=== Work to be completed ===
Starting at the line that contains "if event.priority() <" in the listing below, write out every line word for word until you have written the line that contains "if let Some(execution)".

=== Information shown ===
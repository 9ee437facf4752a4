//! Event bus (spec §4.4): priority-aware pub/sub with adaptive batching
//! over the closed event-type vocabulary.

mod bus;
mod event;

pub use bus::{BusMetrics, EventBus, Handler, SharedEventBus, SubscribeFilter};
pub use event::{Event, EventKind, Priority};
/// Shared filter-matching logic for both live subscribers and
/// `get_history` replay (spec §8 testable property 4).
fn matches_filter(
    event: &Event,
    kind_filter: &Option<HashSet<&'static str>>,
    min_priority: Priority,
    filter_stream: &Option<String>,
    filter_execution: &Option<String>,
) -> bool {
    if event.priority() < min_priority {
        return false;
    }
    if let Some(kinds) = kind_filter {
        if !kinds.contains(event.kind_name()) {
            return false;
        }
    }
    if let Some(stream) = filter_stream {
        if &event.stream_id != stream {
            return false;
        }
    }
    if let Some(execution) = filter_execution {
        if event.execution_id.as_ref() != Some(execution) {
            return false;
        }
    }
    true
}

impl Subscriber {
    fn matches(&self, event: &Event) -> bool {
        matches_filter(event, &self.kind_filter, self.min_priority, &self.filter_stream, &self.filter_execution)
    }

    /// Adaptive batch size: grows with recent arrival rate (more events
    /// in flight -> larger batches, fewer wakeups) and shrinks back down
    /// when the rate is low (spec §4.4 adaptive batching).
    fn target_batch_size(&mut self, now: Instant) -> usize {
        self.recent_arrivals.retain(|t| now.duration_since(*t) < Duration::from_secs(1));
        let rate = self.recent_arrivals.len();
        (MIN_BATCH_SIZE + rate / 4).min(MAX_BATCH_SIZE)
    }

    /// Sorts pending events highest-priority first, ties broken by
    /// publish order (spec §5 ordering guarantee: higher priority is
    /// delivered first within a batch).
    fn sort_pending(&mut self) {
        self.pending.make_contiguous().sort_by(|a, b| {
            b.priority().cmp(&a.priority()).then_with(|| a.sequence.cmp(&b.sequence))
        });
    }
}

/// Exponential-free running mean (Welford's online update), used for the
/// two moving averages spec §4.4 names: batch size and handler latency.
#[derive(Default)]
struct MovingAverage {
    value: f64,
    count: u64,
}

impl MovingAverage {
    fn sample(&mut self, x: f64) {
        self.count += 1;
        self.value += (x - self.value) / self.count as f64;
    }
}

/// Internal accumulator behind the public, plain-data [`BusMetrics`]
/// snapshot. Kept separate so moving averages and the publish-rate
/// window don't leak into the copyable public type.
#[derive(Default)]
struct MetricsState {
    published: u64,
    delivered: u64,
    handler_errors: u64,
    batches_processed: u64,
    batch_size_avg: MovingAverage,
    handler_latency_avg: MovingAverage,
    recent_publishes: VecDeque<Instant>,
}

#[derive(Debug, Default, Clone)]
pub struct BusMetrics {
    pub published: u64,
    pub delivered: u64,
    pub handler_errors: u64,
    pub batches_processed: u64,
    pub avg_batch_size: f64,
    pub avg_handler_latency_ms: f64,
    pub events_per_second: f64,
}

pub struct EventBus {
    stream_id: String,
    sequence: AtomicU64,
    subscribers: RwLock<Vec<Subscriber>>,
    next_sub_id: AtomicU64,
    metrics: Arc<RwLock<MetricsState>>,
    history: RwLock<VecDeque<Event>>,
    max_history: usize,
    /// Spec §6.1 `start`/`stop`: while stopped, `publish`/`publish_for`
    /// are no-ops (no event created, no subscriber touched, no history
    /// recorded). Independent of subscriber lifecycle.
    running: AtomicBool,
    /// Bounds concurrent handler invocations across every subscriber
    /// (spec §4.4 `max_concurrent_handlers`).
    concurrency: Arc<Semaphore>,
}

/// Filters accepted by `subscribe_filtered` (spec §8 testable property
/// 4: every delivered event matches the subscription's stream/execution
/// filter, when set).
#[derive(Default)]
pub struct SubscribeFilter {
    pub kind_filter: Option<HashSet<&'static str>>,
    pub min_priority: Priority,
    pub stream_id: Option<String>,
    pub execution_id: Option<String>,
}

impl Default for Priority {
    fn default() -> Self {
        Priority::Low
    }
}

=== Solution below ===
    if event.priority() < min_priority {
        return false;
    }
    if let Some(kinds) = kind_filter {
        if !kinds.contains(event.kind_name()) {
            return false;
        }
    }
    if let Some(stream) = filter_stream {
        if &event.stream_id != stream {
            return false;
        }
    }
    if let Some(execution) = filter_execution {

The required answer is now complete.